• **TASK STATEMENT**
Every line with the string "could" in it belongs in your answer, so copy them all from the data.

• **MATERIAL FOR THE TASK**
//! Idempotent, id-keyed line append.
//!
//! A message is rendered into a [`RenderedLine`] and appended to its
//! container at most once; a redelivered message is a silent no-op. When the
//! reader was at the bottom of the container before the append, the view
//! follows the new line; a reader who scrolled up is left where they are.

use chrono::{DateTime, Local, TimeZone, Utc};

use crate::markup::MarkupRenderer;
use crate::model::Message;
use crate::surface::{LineContainer, RenderedLine};

/// Distance from the bottom, in surface units, that still counts as "at the
/// bottom" for auto-scroll.
pub const DEFAULT_SCROLL_SLACK: f64 = 8.0;

#[derive(Debug, Clone)]
pub struct LineAppender {
    renderer: MarkupRenderer,
    scroll_slack: f64,
}

impl Default for LineAppender {
    fn default() -> Self {
        LineAppender::new(MarkupRenderer::default())
    }
}

impl LineAppender {
    pub fn new(renderer: MarkupRenderer) -> Self {
        LineAppender {
            renderer,
            scroll_slack: DEFAULT_SCROLL_SLACK,
        }
    }

    pub fn with_scroll_slack(mut self, slack: f64) -> Self {
        self.scroll_slack = slack;
        self
    }

    pub fn renderer(&self) -> &MarkupRenderer {
        &self.renderer
    }

    /// Append `message` to `container` unless a line with its key exists.
    ///
    /// Returns `true` when a line was appended.
    pub fn append_line<C: LineContainer + ?Sized>(&self, container: &mut C, message: &Message) -> bool {
        let key = message.line_key();
        if container.contains(&key) {
            return false;
        }

        let follow = container.scroll_state().is_at_bottom(self.scroll_slack);
        container.append(self.build_line(message));
        if follow {
            container.scroll_to_bottom();
        }
        true
    }

    /// Render `message` without touching any container.
    pub fn build_line(&self, message: &Message) -> RenderedLine {
        RenderedLine {
            key: message.line_key(),
            time: format_clock(&message.created_at, &Local),
            user_id: message.user_id.to_string(),
            user_name: message.user_name.clone(),
            user_group: message.user_group.to_string(),
            body_html: self.renderer.render(&message.message),
        }
    }
}

/// `HH:MM:SS` of `ts` in `tz`, every field zero-padded to two digits.
pub fn format_clock<Tz>(ts: &DateTime<Utc>, tz: &Tz) -> String
where
    Tz: TimeZone,
    Tz::Offset: std::fmt::Display,
{
    ts.with_timezone(tz).format("%H:%M:%S").to_string()
}

// ---------------------------------------------------------------------------
// Tests
// ---------------------------------------------------------------------------
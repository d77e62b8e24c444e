//! Crate-level error type.
//!
//! Transport errors carry enough context (URL, status, detail) to diagnose a
//! failed poll from a single log line. None of these ever escape the poll
//! loop; they surface only from setup paths (config load, client build) and
//! the one-shot CLI commands.

use thiserror::Error;

/// Errors produced by the shoutbox client.
#[derive(Debug, Error)]
pub enum ShoutboxError {
    /// A TCP-level connection could not be established or the request timed out.
    #[error("connection failed to {url}: {detail}")]
    Connect { url: String, detail: String },

    /// The remote server replied with a non-2xx HTTP status code.
    #[error("HTTP {status} from {url}")]
    Http { status: u16, url: String },

    /// Response body could not be parsed as the expected JSON structure.
    #[error("JSON parse error from {url}: {detail}")]
    Json { url: String, detail: String },

    /// A base URL or endpoint could not be parsed.
    #[error("invalid URL '{input}': {source}")]
    InvalidUrl {
        input: String,
        #[source]
        source: url::ParseError,
    },

    /// The configuration is structurally valid TOML but semantically wrong.
    #[error("invalid configuration: {0}")]
    Config(String),

    #[error("could not read config file: {0}")]
    Io(#[from] std::io::Error),

    #[error("could not parse config file: {0}")]
    Toml(#[from] toml::de::Error),
}

/// Convenience alias used across the crate.
pub type Result<T> = std::result::Result<T, ShoutboxError>;

impl ShoutboxError {
    /// `true` for failures the poll loop should simply retry on the next tick.
    pub fn is_transient(&self) -> bool {
        matches!(
            self,
            ShoutboxError::Connect { .. } | ShoutboxError::Http { .. } | ShoutboxError::Json { .. }
        )
    }
}

#[cfg(test)]
mod tests {
    use super::*;

    #[test]
    fn display_http_contains_status_and_url() {
        let err = ShoutboxError::Http {
            status: 503,
            url: "http://localhost/api/v1/chat/messages?chat=1".to_string(),
        };
        let s = err.to_string();
        assert!(s.contains("503"), "expected status in display: {s}");
        assert!(s.contains("chat=1"), "expected url in display: {s}");
    }

    #[test]
    fn display_connect_contains_detail() {
        let err = ShoutboxError::Connect {
            url: "http://localhost".to_string(),
            detail: "connection refused".to_string(),
        };
        assert!(err.to_string().contains("connection refused"));
    }

    #[test]
    fn display_json_contains_detail() {
        let err = ShoutboxError::Json {
            url: "http://localhost/api/v1/user/stats".to_string(),
            detail: "missing field `ratio`".to_string(),
        };
        let s = err.to_string();
        assert!(s.contains("user/stats"), "{s}");
        assert!(s.contains("missing field"), "{s}");
    }

    #[test]
    fn invalid_url_keeps_source() {
        let source = url::Url::parse("not a url").unwrap_err();
        let err = ShoutboxError::InvalidUrl {
            input: "not a url".to_string(),
            source,
        };
        assert!(std::error::Error::source(&err).is_some());
        assert!(err.to_string().contains("not a url"));
    }

    #[test]
    fn transport_errors_are_transient() {
        assert!(ShoutboxError::Http { status: 500, url: "x".into() }.is_transient());
        assert!(ShoutboxError::Connect { url: "x".into(), detail: "y".into() }.is_transient());
        assert!(ShoutboxError::Json { url: "x".into(), detail: "y".into() }.is_transient());
    }

    #[test]
    fn config_errors_are_not_transient() {
        assert!(!ShoutboxError::Config("no rooms".into()).is_transient());
    }
}
//! Opens a dynamic library, or a pseudo-handle, and reports where symbols resolve.

use std::{fmt::Write, io, path::PathBuf, process::ExitCode};

use clap::Parser;
use color_eyre::eyre::{self, WrapErr};
use dl_handle::{Error, Handle, OpenFlags};
use once_cell::sync::Lazy;
use serde::Serialize;
use tracing_subscriber::EnvFilter;

/// Log filter used when `DL_PROBE_LOG` is unset or invalid.
const DEFAULT_LOG_FILTER: &str = "warn";

/// Extra loader flags OR-ed into the open flags, for platform bits `OpenFlags` doesn't name.
static EXTRA_FLAGS: Lazy<OpenFlags> = Lazy::new(|| {
    std::env::var("DL_PROBE_FLAGS")
        .ok()
        .and_then(|value| parse_flags(&value))
        .map(OpenFlags::from_bits_retain)
        .unwrap_or(OpenFlags::empty())
});

#[derive(Parser, Debug)]
#[command(version, about)]
struct Args {
    /// Library to open. The process image is opened if neither this nor a pseudo-handle is given.
    #[arg(short, long, conflicts_with_all = ["default", "next"])]
    library: Option<PathBuf>,

    /// Search through the DEFAULT pseudo-handle.
    #[arg(long, conflicts_with = "next")]
    default: bool,

    /// Search through the NEXT pseudo-handle.
    #[arg(long)]
    next: bool,

    /// Resolve all references while opening instead of lazily.
    #[arg(long)]
    now: bool,

    /// Make the library's symbols globally available.
    #[arg(long)]
    global: bool,

    /// Report the file backing the handle.
    #[arg(long)]
    file_name: bool,

    /// Close the handle after probing and report the loader status. Pseudo-handles can't be closed.
    #[arg(long, conflicts_with_all = ["default", "next"])]
    close: bool,

    /// Print the report as JSON.
    #[arg(long)]
    json: bool,

    /// Symbols to resolve.
    #[arg(required = true)]
    symbols: Vec<String>,
}

impl Args {
    fn flags(&self) -> OpenFlags {
        let mut flags = if self.now {
            OpenFlags::NOW
        } else {
            OpenFlags::LAZY
        };

        flags |= if self.global {
            OpenFlags::GLOBAL
        } else {
            OpenFlags::LOCAL
        };

        flags | *EXTRA_FLAGS
    }

    fn target(&self) -> String {
        if self.default {
            "DEFAULT".to_owned()
        } else if self.next {
            "NEXT".to_owned()
        } else if let Some(library) = &self.library {
            library.display().to_string()
        } else {
            "process image".to_owned()
        }
    }
}

/// Parses a decimal or `0x`-prefixed hexadecimal flag value.
fn parse_flags(value: &str) -> Option<i32> {
    let value = value.trim();
    match value.strip_prefix("0x").or_else(|| value.strip_prefix("0X")) {
        Some(hex) => i32::from_str_radix(hex, 16).ok(),
        None => value.parse().ok(),
    }
}

#[derive(Serialize, Debug, Default)]
struct Report {
    target: String,
    #[serde(skip_serializing_if = "Option::is_none")]
    file_name: Option<PathBuf>,
    symbols: Vec<SymbolReport>,
    #[serde(skip_serializing_if = "Option::is_none")]
    close_status: Option<i32>,
}

#[derive(Serialize, Debug)]
struct SymbolReport {
    name: String,
    #[serde(skip_serializing_if = "Option::is_none")]
    address: Option<String>,
    #[serde(skip_serializing_if = "Option::is_none")]
    error: Option<String>,
}

impl Report {
    fn all_resolved(&self) -> bool {
        self.symbols.iter().all(|symbol| symbol.address.is_some())
    }

    fn render(&self) -> String {
        let mut out = String::new();

        writeln!(out, "target: {}", self.target).unwrap();
        if let Some(file_name) = &self.file_name {
            writeln!(out, "file name: {}", file_name.display()).unwrap();
        }

        for symbol in &self.symbols {
            match (&symbol.address, &symbol.error) {
                (Some(address), _) => writeln!(out, "{} {address}", symbol.name).unwrap(),
                (None, Some(error)) => writeln!(out, "{} not found: {error}", symbol.name).unwrap(),
                (None, None) => writeln!(out, "{} not found", symbol.name).unwrap(),
            }
        }

        if let Some(status) = self.close_status {
            writeln!(out, "close: {status}").unwrap();
        }

        out
    }
}

/// Resolves every symbol, recording failures in the report instead of stopping at the first.
fn probe(handle: &Handle, symbols: &[String], report: &mut Report) -> eyre::Result<()> {
    for name in symbols {
        let symbol = match handle.symbol(name) {
            Ok(ptr) => SymbolReport {
                name: name.clone(),
                address: Some(format!("{ptr:p}")),
                error: None,
            },
            Err(Error::SymbolNotFound { message, .. }) => SymbolReport {
                name: name.clone(),
                address: None,
                error: Some(message),
            },
            Err(err) => return Err(err).wrap_err_with(|| format!("error resolving {name}")),
        };

        report.symbols.push(symbol);
    }

    Ok(())
}

fn main() -> eyre::Result<ExitCode> {
    color_eyre::install()?;

    tracing_subscriber::fmt()
        .with_env_filter(
            EnvFilter::try_from_env("DL_PROBE_LOG")
                .unwrap_or_else(|_| EnvFilter::new(DEFAULT_LOG_FILTER)),
        )
        .with_writer(io::stderr)
        .init();

    let args = Args::parse();
    let mut report = Report {
        target: args.target(),
        ..Report::default()
    };

    let mut owned = None;
    let handle: &Handle = if args.default {
        dl_handle::default_handle()?
    } else if args.next {
        dl_handle::next_handle()?
    } else {
        let handle = Handle::open(args.library.as_ref(), args.flags())
            .wrap_err_with(|| format!("error opening {}", report.target))?;
        owned.insert(handle)
    };

    if args.file_name {
        report.file_name = handle.file_name()?;
    }

    probe(handle, &args.symbols, &mut report)?;

    if args.close {
        if let Some(handle) = owned.as_mut() {
            report.close_status = Some(handle.close().wrap_err("error closing the handle")?);
        }
    }

    if args.json {
        println!("{}", serde_json::to_string_pretty(&report)?);
    } else {
        print!("{}", report.render());
    }

    Ok(if report.all_resolved() {
        ExitCode::SUCCESS
    } else {
        ExitCode::FAILURE
    })
}

#[cfg(test)]
mod tests {
    use expect_test::expect;

    use super::*;

    fn sample_report() -> Report {
        Report {
            target: "libc.so.6".to_owned(),
            file_name: Some(PathBuf::from("/usr/lib/libc.so.6")),
            symbols: vec![
                SymbolReport {
                    name: "calloc".to_owned(),
                    address: Some("0x7f0000001000".to_owned()),
                    error: None,
                },
                SymbolReport {
                    name: "fooo".to_owned(),
                    address: None,
                    error: Some("undefined symbol: fooo".to_owned()),
                },
            ],
            close_status: Some(0),
        }
    }

    #[test]
    fn render_text() {
        expect![[r#"
            target: libc.so.6
            file name: /usr/lib/libc.so.6
            calloc 0x7f0000001000
            fooo not found: undefined symbol: fooo
            close: 0
        "#]]
        .assert_eq(&sample_report().render());
    }

    #[test]
    fn render_json() {
        expect![[r#"
            {
              "target": "libc.so.6",
              "file_name": "/usr/lib/libc.so.6",
              "symbols": [
                {
                  "name": "calloc",
                  "address": "0x7f0000001000"
                },
                {
                  "name": "fooo",
                  "error": "undefined symbol: fooo"
                }
              ],
              "close_status": 0
            }"#]]
        .assert_eq(&serde_json::to_string_pretty(&sample_report()).unwrap());
    }

    #[test]
    fn all_resolved() {
        let mut report = sample_report();
        assert!(!report.all_resolved());

        report.symbols.pop();
        assert!(report.all_resolved());
    }

    #[test]
    fn parse_flag_values() {
        assert_eq!(parse_flags("8"), Some(8));
        assert_eq!(parse_flags(" 0x100 "), Some(0x100));
        assert_eq!(parse_flags("0X8"), Some(8));
        assert_eq!(parse_flags("deepbind"), None);
    }

    #[test]
    fn flags_from_args() {
        let args = Args::try_parse_from(["dl-probe", "--now", "--global", "malloc"]).unwrap();
        assert!(args.flags().contains(OpenFlags::NOW | OpenFlags::GLOBAL));

        let args = Args::try_parse_from(["dl-probe", "malloc"]).unwrap();
        assert!(args.flags().contains(OpenFlags::LAZY | OpenFlags::LOCAL));
        assert_eq!(args.target(), "process image");
    }

    #[test]
    fn conflicting_targets() {
        assert!(Args::try_parse_from(["dl-probe", "--default", "--next", "malloc"]).is_err());
        assert!(
            Args::try_parse_from(["dl-probe", "--library", "libc.so.6", "--next", "malloc"])
                .is_err()
        );
        assert!(Args::try_parse_from(["dl-probe", "--default"]).is_err());
    }

    #[test]
    fn close_requires_owned_handle() {
        assert!(Args::try_parse_from(["dl-probe", "--default", "--close", "malloc"]).is_err());
        assert!(Args::try_parse_from(["dl-probe", "--next", "--close", "malloc"]).is_err());

        let args = Args::try_parse_from(["dl-probe", "--close", "malloc"]).unwrap();
        assert!(args.close);
        let args =
            Args::try_parse_from(["dl-probe", "--library", "libc.so.6", "--close", "malloc"])
                .unwrap();
        assert!(args.close);
    }
}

• **COMPLETED TASK**
    /// A TCP-level connection could not be established or the request timed out.
    /// Response body could not be parsed as the expected JSON structure.
    /// A base URL or endpoint could not be parsed.
    #[error("could not read config file: {0}")]
    #[error("could not parse config file: {0}")]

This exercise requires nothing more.